Another
crazy day, but Family Ghosts is publishing. I was hoping it would be
done now, but it has not been the full possible twelve hours yet.
I keep
thinking about whether I should take a hiatus from the blogging, but it still
feels necessary for now. So here I go.
The other
exercise that came from my mind started as a completely different thing. I had
done a series on earthquake preparedness, and wanted to do a home audit of
things we needed to fix.
That idea
grew into an idea of a full home audit for things needing repair and
improvement. Initially I had been thinking of big things, like bolting the
house to the foundation, and small things, like switching to closed loop
picture hangers. What I realized was that beyond earthquakes, there would be
similar combinations. Some things could be done quickly by me, or fairly
inexpensively by a professional, but the idea of the assessment was to know.
I don't
remember exactly when the idea came to go over my body too, but I live in this
body, like I live in my house, and it would be paying attention to my
environment.
I thought I
would be looking for specific areas to improve. Since most sources claim that
targeting specific areas does not work, I was not sure there would be a point,
but it felt like the thing to do.
I have
already repaired one minor home thing.

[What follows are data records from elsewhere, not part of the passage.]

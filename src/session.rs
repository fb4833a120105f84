//! Pairing a frontend stream with a backend stream.
//!
//! A [`Router`] owns both streams, split into their four halves, and moves
//! one message at a time in either direction. A [`Session`] drives both
//! directions concurrently until one of them fails, then waits for the
//! other to wind down.
//!
//! Relay is naturally paced by read-then-write: a slow sink blocks its
//! relay task on the write, which stops it reading from the upstream
//! transport, which applies TCP-level backpressure end to end.

use std::sync::{Arc, Mutex, PoisonError};

use tokio::io::{AsyncRead, AsyncWrite, ReadHalf, WriteHalf};
use tokio::sync::mpsc;
use tracing::{debug, trace};

use crate::error::{Error, Result};
use crate::manager::Canceller;
use crate::protocol::{BackendKeyData, MessageReader, MessageStream, MessageWriter};

/// The `(backend_pid, secret_key)` pair a session captured from
/// BackendKeyData. `(0, 0)` means unknown / not yet received, and never
/// matches a cancellation lookup.
#[derive(Debug, Default)]
pub struct SessionKey {
    inner: Mutex<(u32, u32)>,
}

impl SessionKey {
    pub fn get(&self) -> (u32, u32) {
        *self.inner.lock().unwrap_or_else(PoisonError::into_inner)
    }

    pub(crate) fn set(&self, backend_pid: u32, secret_key: u32) {
        *self.inner.lock().unwrap_or_else(PoisonError::into_inner) = (backend_pid, secret_key);
    }

    pub fn is_known(&self) -> bool {
        self.get() != (0, 0)
    }
}

/// Moves messages in one direction between two streams.
pub struct Relay<R, W> {
    source: MessageReader<R>,
    sink: MessageWriter<W>,
    observed_key: Option<Arc<SessionKey>>,
}

impl<R, W> Relay<R, W>
where
    R: AsyncRead + Send + Unpin,
    W: AsyncWrite + Unpin,
{
    /// Route one message from source to sink, blocking and flushing as
    /// needed.
    pub async fn route(&mut self) -> Result<()> {
        let mut msg = self.source.next().await?;

        if let Some(key) = &self.observed_key {
            if BackendKeyData::is(&msg) {
                let bkd = BackendKeyData::parse(&mut msg).await?;
                key.set(bkd.backend_pid, bkd.secret_key);
                trace!(backend_pid = bkd.backend_pid, "captured backend key data");
            }
        }

        self.sink.send(&mut msg).await?;

        // Flush only when the source momentarily drains: this batches the
        // hot path while bounding delivery latency to one message.
        if !self.source.has_next() {
            self.sink.flush().await?;
        }
        Ok(())
    }
}

/// Routes messages between one frontend and one backend, capturing the
/// backend key as it passes by.
pub struct Router<F, B> {
    forward: Relay<ReadHalf<F>, WriteHalf<B>>,
    reverse: Relay<ReadHalf<B>, WriteHalf<F>>,
    key: Arc<SessionKey>,
}

impl<F, B> Router<F, B>
where
    F: AsyncRead + AsyncWrite + Send + Unpin,
    B: AsyncRead + AsyncWrite + Send + Unpin,
{
    pub fn new(frontend: MessageStream<F>, backend: MessageStream<B>) -> Router<F, B> {
        let (fe_r, fe_w) = frontend.into_split();
        let (be_r, be_w) = backend.into_split();
        let key = Arc::new(SessionKey::default());
        Router {
            forward: Relay {
                source: fe_r,
                sink: be_w,
                observed_key: None,
            },
            reverse: Relay {
                source: be_r,
                sink: fe_w,
                observed_key: Some(key.clone()),
            },
            key,
        }
    }

    /// The captured `(backend_pid, secret_key)`; `(0, 0)` until the backend
    /// has sent BackendKeyData.
    pub fn backend_key(&self) -> (u32, u32) {
        self.key.get()
    }

    /// Route the next message from the frontend to the backend.
    pub async fn route_frontend(&mut self) -> Result<()> {
        self.forward.route().await
    }

    /// Route the next message from the backend to the frontend. The key
    /// latch happens before the message is forwarded.
    pub async fn route_backend(&mut self) -> Result<()> {
        self.reverse.route().await
    }
}

/// A running proxied connection: a router plus the canceller that can reach
/// its backend out of band.
pub struct Session<F, B> {
    router: Router<F, B>,
    canceller: Arc<dyn Canceller>,
}

impl<F, B> Session<F, B>
where
    F: AsyncRead + AsyncWrite + Send + Unpin + 'static,
    B: AsyncRead + AsyncWrite + Send + Unpin + 'static,
{
    pub fn new(router: Router<F, B>, canceller: Arc<dyn Canceller>) -> Session<F, B> {
        Session { router, canceller }
    }

    pub fn backend_key(&self) -> (u32, u32) {
        self.router.backend_key()
    }

    pub fn canceller(&self) -> Arc<dyn Canceller> {
        self.canceller.clone()
    }

    pub(crate) fn key_handle(&self) -> Arc<SessionKey> {
        self.router.key.clone()
    }

    /// Run both relay directions until either reports an error, then wait
    /// for the peer task before returning. Clean end-of-stream on either
    /// side is a normal session end.
    pub async fn run(self) -> Result<()> {
        let Router {
            forward, reverse, ..
        } = self.router;

        let (errors, mut results) = mpsc::channel(2);
        tokio::spawn(relay_until_error(forward, errors.clone()));
        tokio::spawn(relay_until_error(reverse, errors));

        let first = results.recv().await;
        // The second error is ignored entirely, but waiting for it ensures
        // the session is fully wound down before returning to the manager.
        let _ = results.recv().await;

        match first {
            None | Some(Error::Eof) => Ok(()),
            Some(err) => {
                debug!(error = %err, "session relay failed");
                Err(err)
            }
        }
    }
}

/// Route until an error surfaces, then report it and stop.
async fn relay_until_error<R, W>(mut relay: Relay<R, W>, errors: mpsc::Sender<Error>)
where
    R: AsyncRead + Send + Unpin,
    W: AsyncWrite + Unpin,
{
    let err = loop {
        if let Err(e) = relay.route().await {
            break e;
        }
    };
    let _ = errors.send(err).await;
}

#[cfg(test)]
mod tests {
    use super::*;
    use crate::protocol::{MessageStream, Startup};
    use async_trait::async_trait;
    use std::collections::BTreeMap;
    use tokio::io::{duplex, AsyncReadExt, AsyncWriteExt};

    struct NoopCanceller;

    #[async_trait]
    impl Canceller for NoopCanceller {
        async fn cancel(&self, _backend_pid: u32, _secret_key: u32) -> Result<()> {
            Ok(())
        }
    }

    /// Client ↔ proxy and proxy ↔ server transports, with a router wired
    /// between them.
    fn proxy_harness() -> (
        tokio::io::DuplexStream,
        Router<tokio::io::DuplexStream, tokio::io::DuplexStream>,
        tokio::io::DuplexStream,
    ) {
        let (client, fe_transport) = duplex(4096);
        let (be_transport, server) = duplex(4096);
        let router = Router::new(
            MessageStream::frontend(fe_transport),
            MessageStream::backend(be_transport),
        );
        (client, router, server)
    }

    #[tokio::test]
    async fn test_route_frontend_relays_startup_bytes() {
        let (mut client, mut router, mut server) = proxy_harness();

        let mut params = BTreeMap::new();
        params.insert("user".to_string(), "dog".to_string());
        let mut startup = Startup::new(params).encode();
        let mut wire_bytes = Vec::new();
        startup.write_to(&mut wire_bytes).await.unwrap();
        client.write_all(&wire_bytes).await.unwrap();

        router.route_frontend().await.unwrap();

        let mut relayed = vec![0u8; wire_bytes.len()];
        server.read_exact(&mut relayed).await.unwrap();
        assert_eq!(relayed, wire_bytes);
    }

    #[tokio::test]
    async fn test_route_backend_latches_key_before_forwarding() {
        let (mut client, mut router, mut server) = proxy_harness();
        assert_eq!(router.backend_key(), (0, 0));

        let mut bkd = BackendKeyData {
            backend_pid: 1234,
            secret_key: 5768,
        }
        .encode();
        let mut wire_bytes = Vec::new();
        bkd.write_to(&mut wire_bytes).await.unwrap();
        server.write_all(&wire_bytes).await.unwrap();

        router.route_backend().await.unwrap();
        assert_eq!(router.backend_key(), (1234, 5768));

        // The message still reached the frontend.
        let mut relayed = vec![0u8; wire_bytes.len()];
        client.read_exact(&mut relayed).await.unwrap();
        assert_eq!(relayed, wire_bytes);
    }

    #[tokio::test]
    async fn test_session_run_ends_cleanly_on_hangup() {
        let (mut client, mut router, mut server) = proxy_harness();

        // Drive the startup message through so the frontend reader reaches
        // the normal phase before the disconnects.
        let mut startup = Startup::default().encode();
        let mut wire_bytes = Vec::new();
        startup.write_to(&mut wire_bytes).await.unwrap();
        client.write_all(&wire_bytes).await.unwrap();
        router.route_frontend().await.unwrap();
        let mut sink = vec![0u8; wire_bytes.len()];
        server.read_exact(&mut sink).await.unwrap();

        let session = Session::new(router, Arc::new(NoopCanceller));
        drop(client);
        drop(server);
        assert!(session.run().await.is_ok());
    }

    #[test]
    fn test_session_key_sentinel() {
        let key = SessionKey::default();
        assert_eq!(key.get(), (0, 0));
        assert!(!key.is_known());
        key.set(8, 80);
        assert_eq!(key.get(), (8, 80));
        assert!(key.is_known());
    }
}
//! Error types for pgrelay.

use thiserror::Error;

/// Main error type for all pgrelay operations.
#[derive(Debug, Error)]
pub enum Error {
    /// A declared message size exceeds the relevant bound (startup cap or a
    /// caller-configured cap).
    #[error("message of {size} bytes exceeds limit of {limit}")]
    TooBig { size: u32, limit: u32 },

    /// A message's declared size does not match the size its kind requires.
    #[error("expected message of {expected} bytes, got {got}")]
    WrongSize { expected: u32, got: u32 },

    /// StartupMessage carried an unsupported protocol version word.
    #[error("bad startup version: got {got:#010x}, expected {expected:#010x}")]
    StartupVersion { got: u32, expected: u32 },

    /// StartupMessage key/value block is malformed.
    #[error("malformed startup packet: {0}")]
    StartupFormat(&'static str),

    /// A decoder was applied to a message with the wrong type tag.
    #[error("invalid message type {got:?}, expected {expected:?}")]
    BadTypeCode { expected: u8, got: u8 },

    /// Server answered 'N' to SSLRequest while the mode was Require.
    #[error("SSL required but declined by server")]
    TlsRejected,

    /// I/O error from the underlying transport.
    #[error("transport error: {0}")]
    Io(#[from] std::io::Error),

    /// End of stream reached in the middle of a field or payload.
    #[error("unexpected end of stream mid-message")]
    TruncatedRead,

    /// Clean end of stream at a message boundary.
    #[error("end of stream")]
    Eof,

    /// A cancellation request named a session this manager does not hold.
    #[error("no session matches the requested backend key")]
    SessionNotFound,

    /// Protocol violation outside the named taxonomy (unexpected negotiation
    /// byte, bad request code, and the like).
    #[error("protocol error: {0}")]
    Protocol(String),
}

/// Result type alias using pgrelay's [`Error`].
pub type Result<T> = std::result::Result<T, Error>;
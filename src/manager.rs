//! Tracking live sessions and routing cancellation requests.
//!
//! A CancelRequest arrives on a separate frontend connection and names a
//! *different* session by its `(backend_pid, secret_key)` pair. The manager
//! finds that session in its live set and asks the session's canceller to
//! dial the backend out of band; the targeted session never observes the
//! cancellation through its own streams.

use std::collections::BTreeMap;
use std::sync::atomic::{AtomicU64, Ordering};
use std::sync::Arc;

use async_trait::async_trait;
use tokio::io::{AsyncRead, AsyncWrite};
use tokio::net::TcpStream;
use tokio::sync::Mutex;
use tracing::{debug, warn};

use crate::error::{Error, Result};
use crate::protocol::{CancelRequest, MessageStream, Startup};
use crate::session::{Session, SessionKey};
use crate::transport::{negotiate_tls, MaybeTls, TlsClient};

/// Can send (or delegate) a PostgreSQL CancelRequest.
///
/// Implementations should return an error if they know the request will not
/// succeed. The cancellation mechanism itself gives no guarantee, so the
/// absence of an error does not mean the query was interrupted.
#[async_trait]
pub trait Canceller: Send + Sync {
    /// Open a fresh, short-lived stream to the backend, send a
    /// CancelRequest carrying the given data, then close the stream. The
    /// live session connection is never reused for this.
    async fn cancel(&self, backend_pid: u32, secret_key: u32) -> Result<()>;
}

struct SessionEntry {
    id: u64,
    key: Arc<SessionKey>,
    canceller: Arc<dyn Canceller>,
}

/// The set of live sessions, guarded by one mutex.
///
/// The cancellation scan is linear in session count, which is fine for the
/// expected workload of hundreds to low thousands of concurrent sessions.
#[derive(Default)]
pub struct SessionManager {
    sessions: Mutex<Vec<SessionEntry>>,
    next_id: AtomicU64,
}

impl SessionManager {
    pub fn new() -> SessionManager {
        SessionManager::default()
    }

    /// Number of sessions currently tracked.
    pub async fn session_count(&self) -> usize {
        self.sessions.lock().await.len()
    }

    /// Register the session, run it to completion, and splice it out of the
    /// live set again. Blocks for the whole session lifetime.
    pub async fn run_session<F, B>(&self, session: Session<F, B>) -> Result<()>
    where
        F: AsyncRead + AsyncWrite + Send + Unpin + 'static,
        B: AsyncRead + AsyncWrite + Send + Unpin + 'static,
    {
        let id = self.next_id.fetch_add(1, Ordering::Relaxed);
        let entry = SessionEntry {
            id,
            key: session.key_handle(),
            canceller: session.canceller(),
        };
        self.sessions.lock().await.push(entry);
        debug!(session = id, "session started");

        let res = session.run().await;

        let mut sessions = self.sessions.lock().await;
        if let Some(pos) = sessions.iter().position(|entry| entry.id == id) {
            sessions.remove(pos);
        }
        drop(sessions);

        match &res {
            Ok(()) => debug!(session = id, "session ended"),
            Err(err) => debug!(session = id, error = %err, "session ended"),
        }
        res
    }

    /// Dispatch a cancellation to the session whose captured key matches.
    ///
    /// The sentinel `(0, 0)` never matches: a session that has not yet seen
    /// BackendKeyData cannot be cancelled. The session lock is released
    /// before the canceller dials so a slow backend cannot stall relay
    /// bookkeeping.
    pub async fn cancel(&self, backend_pid: u32, secret_key: u32) -> Result<()> {
        let target = {
            let sessions = self.sessions.lock().await;
            sessions
                .iter()
                .find(|entry| {
                    let key = entry.key.get();
                    key != (0, 0) && key == (backend_pid, secret_key)
                })
                .map(|entry| entry.canceller.clone())
        };

        match target {
            Some(canceller) => {
                debug!(backend_pid, "dispatching cancellation");
                canceller.cancel(backend_pid, secret_key).await
            }
            None => {
                warn!(backend_pid, "cancel request matched no live session");
                Err(Error::SessionNotFound)
            }
        }
    }
}

/// Dials a fixed backend address, negotiating TLS according to its
/// configuration. Implements both halves of session establishment: the
/// startup connection and out-of-band cancellation connections.
pub struct Connector {
    addr: String,
    tls: TlsClient,
    params: BTreeMap<String, String>,
}

impl Connector {
    /// `params` are the StartupMessage options (`user`, `database`, ...)
    /// sent on each [`startup`](Self::startup) connection.
    pub fn new(
        addr: impl Into<String>,
        tls: TlsClient,
        params: BTreeMap<String, String>,
    ) -> Connector {
        Connector {
            addr: addr.into(),
            tls,
            params,
        }
    }

    async fn dial(&self) -> Result<MessageStream<MaybeTls<TcpStream>>> {
        let conn = TcpStream::connect(&self.addr).await?;
        let conn = negotiate_tls(conn, &self.tls).await?;
        Ok(MessageStream::backend(conn))
    }

    /// Open a stream to the backend, negotiate TLS if configured, and send
    /// a StartupMessage on it before handing it over.
    pub async fn startup(&self) -> Result<MessageStream<MaybeTls<TcpStream>>> {
        let mut stream = self.dial().await?;
        let mut startup = Startup::new(self.params.clone()).encode();
        stream.send(&mut startup).await?;
        stream.flush().await?;
        Ok(stream)
    }
}

#[async_trait]
impl Canceller for Connector {
    async fn cancel(&self, backend_pid: u32, secret_key: u32) -> Result<()> {
        debug!(backend_pid, addr = %self.addr, "dialing backend for cancellation");
        let mut stream = self.dial().await?;
        let mut msg = CancelRequest {
            backend_pid,
            secret_key,
        }
        .encode();
        stream.send(&mut msg).await?;
        stream.flush().await?;
        stream.close().await
    }
}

I have also shared the list with my
sisters so that we can establish some consensus and buy in.
They have
only seen the home list, but that part had been a good experience.
The body
audit was more interesting.
I can see
lots of flaws all over my body, for most of which the only potential way of
improvement is a general focus on improved diet and more activity. I also found
good things.
I ended up
seeing that there are some body parts that function well. They have strength.
My worst
spot, other than my stomach (really the abdomen if we are getting specific) is
my right leg. That's where the infection and fever left it scarred. The skin is
rough and discolored, and there is a bulge.
I was able
to feel compassion on that area. It's not the leg's fault I got sick. Despite
its appearance, it functions well. I can walk for a long time. I hadn't thought
about it for ages, but I remembered how much my leg hurt then, and it hurt for a
long time. I am grateful that is done. It is also a reminder of what can
happen, and that I need to take good care of my immune system and blood sugars.
I have
known what is wrong with my body for a long time - that's why I disconnected.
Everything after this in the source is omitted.